A few strategies for identifying and evaluating new product opportunities that have proved to be effective are:
- Solving an important problem
- Developing a new technology
- Taking advantage of an expiring patent
- Building something to enhance or support an existing product
- Extending a product or service you already offer
- Improving an existing product or design created by someone else
In this article, we’ll explore each of these paths and dig into real-world examples to show how these strategies have been utilized by both small businesses and large established corporations. Starting With a Problem
A product can only become successful if someone buys it, and the likelihood of that happening is higher if the product solves an important problem for the buyer. One of the best ways to begin identifying a problem worth solving is to examine the problems you yourself have.

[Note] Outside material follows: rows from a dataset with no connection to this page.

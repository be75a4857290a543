use std::collections::BTreeSet;
use std::sync::Arc;

use tracing::debug;

use crate::models::CalendarDay;
use crate::phishnet::{GatewayError, ShowSource};

/// Answers "which days in this month had a show" for one artist.
pub struct DayLister {
    source: Arc<dyn ShowSource>,
    artist: String,
}

impl DayLister {
    pub fn new(source: Arc<dyn ShowSource>, artist: impl Into<String>) -> Self {
        Self {
            source,
            artist: artist.into(),
        }
    }

    /// `year` is four digits and `month` is zero padded ("06"). An empty list means no shows.
    pub async fn list_days(
        &self,
        year: &str,
        month: &str,
    ) -> Result<Vec<CalendarDay>, GatewayError> {
        let shows = self.source.fetch_shows_for_year(year).await?;

        // Keyed on the parsed day so "5" and "05" collapse into one entry.
        let days: BTreeSet<CalendarDay> = shows
            .iter()
            .filter(|show| show.is_by(&self.artist))
            .filter_map(|show| show.date_parts())
            .filter(|(y, m, _)| *y == year && *m == month)
            .filter_map(|(_, _, day)| day.parse::<u32>().ok())
            .filter_map(CalendarDay::new)
            .collect();
        let sorted: Vec<CalendarDay> = days.into_iter().collect();

        debug!(
            "{} of {} shows in {year}-{month} by {}: {} days",
            shows.iter().filter(|show| show.is_by(&self.artist)).count(),
            shows.len(),
            self.artist,
            sorted.len()
        );
        Ok(sorted)
    }
}

#[cfg(test)]
mod tests {
    use super::*;
    use crate::testing::{show, Canned, StaticSource};

    fn rendered(days: &[CalendarDay]) -> Vec<String> {
        days.iter().map(ToString::to_string).collect()
    }

    #[tokio::test]
    async fn filters_by_artist_and_dedupes() {
        let source = Arc::new(StaticSource::with_shows(vec![
            show(1, "2025-06-28", "Phish"),
            show(2, "2025-06-28", "Goose"),
            show(3, "2025-06-20", "phish"),
        ]));
        let lister = DayLister::new(source.clone(), "Phish");

        let days = lister.list_days("2025", "06").await.expect("list days");
        assert_eq!(rendered(&days), vec!["20", "28"]);
        assert_eq!(source.requests(), vec!["showyear/2025".to_string()]);
    }

    #[tokio::test]
    async fn other_artist_alone_does_not_count() {
        let source = Arc::new(StaticSource::with_shows(vec![
            show(1, "2025-07-04", "Goose"),
            show(2, "2025-07-05", "PHISH"),
        ]));
        let days = DayLister::new(source, "Phish")
            .list_days("2025", "07")
            .await
            .expect("list days");
        assert_eq!(rendered(&days), vec!["05"]);
    }

    #[tokio::test]
    async fn duplicate_shows_on_one_day_count_once() {
        let source = Arc::new(StaticSource::with_shows(vec![
            show(1, "2025-12-31", "Phish"),
            show(2, "2025-12-31", "Phish"),
            show(3, "2025-12-02", "Phish"),
            show(4, "2025-12-30", "Phish"),
        ]));
        let days = DayLister::new(source, "Phish")
            .list_days("2025", "12")
            .await
            .expect("list days");
        assert_eq!(rendered(&days), vec!["02", "30", "31"]);
    }

    #[tokio::test]
    async fn differently_spelled_days_count_once() {
        let source = Arc::new(StaticSource::with_shows(vec![
            show(1, "2025-06-05", "Phish"),
            show(2, "2025-06-5", "Phish"),
            show(3, "2025-06-+5", "Phish"),
            show(4, "2025-06-3", "Phish"),
        ]));
        let days = DayLister::new(source, "Phish")
            .list_days("2025", "06")
            .await
            .expect("list days");
        assert_eq!(rendered(&days), vec!["03", "05"]);
    }

    #[tokio::test]
    async fn malformed_dates_are_skipped() {
        let source = Arc::new(StaticSource::with_shows(vec![
            show(1, "2025-06", "Phish"),
            show(2, "2025-06-14-late", "Phish"),
            show(3, "2025-06-xx", "Phish"),
            show(4, "2025-06-00", "Phish"),
            show(5, "2025-06-13", "Phish"),
        ]));
        let days = DayLister::new(source, "Phish")
            .list_days("2025", "06")
            .await
            .expect("list days");
        assert_eq!(rendered(&days), vec!["13"]);
    }

    #[tokio::test]
    async fn ignores_other_months_and_years() {
        let source = Arc::new(StaticSource::with_shows(vec![
            show(1, "2025-05-30", "Phish"),
            show(2, "2024-06-21", "Phish"),
            show(3, "2025-06-01", "Phish"),
        ]));
        let days = DayLister::new(source, "Phish")
            .list_days("2025", "06")
            .await
            .expect("list days");
        assert_eq!(rendered(&days), vec!["01"]);
    }

    #[tokio::test]
    async fn empty_year_is_empty_result() {
        let source = Arc::new(StaticSource::with_shows(Vec::new()));
        let days = DayLister::new(source, "Phish")
            .list_days("2025", "06")
            .await
            .expect("list days");
        assert!(days.is_empty());
    }

    #[tokio::test]
    async fn gateway_errors_propagate_unchanged() {
        let source = Arc::new(StaticSource::new(Canned::Transport, Canned::Ok(Vec::new())));
        let err = DayLister::new(source, "Phish")
            .list_days("2025", "06")
            .await
            .expect_err("transport error");
        assert!(matches!(err, GatewayError::Transport(_)));

        let source = Arc::new(StaticSource::new(Canned::Config, Canned::Ok(Vec::new())));
        let err = DayLister::new(source, "Phish")
            .list_days("2025", "06")
            .await
            .expect_err("config error");
        assert!(matches!(err, GatewayError::Config(_)));

        let source = Arc::new(StaticSource::new(Canned::Decode, Canned::Ok(Vec::new())));
        let err = DayLister::new(source, "Phish")
            .list_days("2025", "06")
            .await
            .expect_err("decode error");
        assert!(matches!(err, GatewayError::Decode(_)));
    }

    #[tokio::test]
    async fn results_are_sorted_unique_and_in_range() {
        let dates = ["2025-08-09", "2025-08-01", "2025-08-31", "2025-08-09", "2025-08-15"];
        let shows = dates
            .iter()
            .enumerate()
            .map(|(idx, date)| show(idx as i64, date, "Phish"))
            .collect();
        let days = DayLister::new(Arc::new(StaticSource::with_shows(shows)), "Phish")
            .list_days("2025", "08")
            .await
            .expect("list days");

        assert!(days.windows(2).all(|pair| pair[0] < pair[1]));
        assert!(days.iter().all(|day| (1..=31).contains(&day.day())));
        assert!(rendered(&days).iter().all(|day| day.len() == 2));
        assert_eq!(rendered(&days), vec!["01", "09", "15", "31"]);
    }
}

Finding a problem that you personally encounter has the advantage of validating that the problem actually exists. All too often, a company will create a product to solve a problem no one has. When taking a problem first approach, it’s a good rule of thumb to examine four things:
- Is this a problem you yourself have?
- Can you build something yourself to solve it?
- Are there a few others who realize the value in solving this problem?
- How much would people be willing to pay for a solution?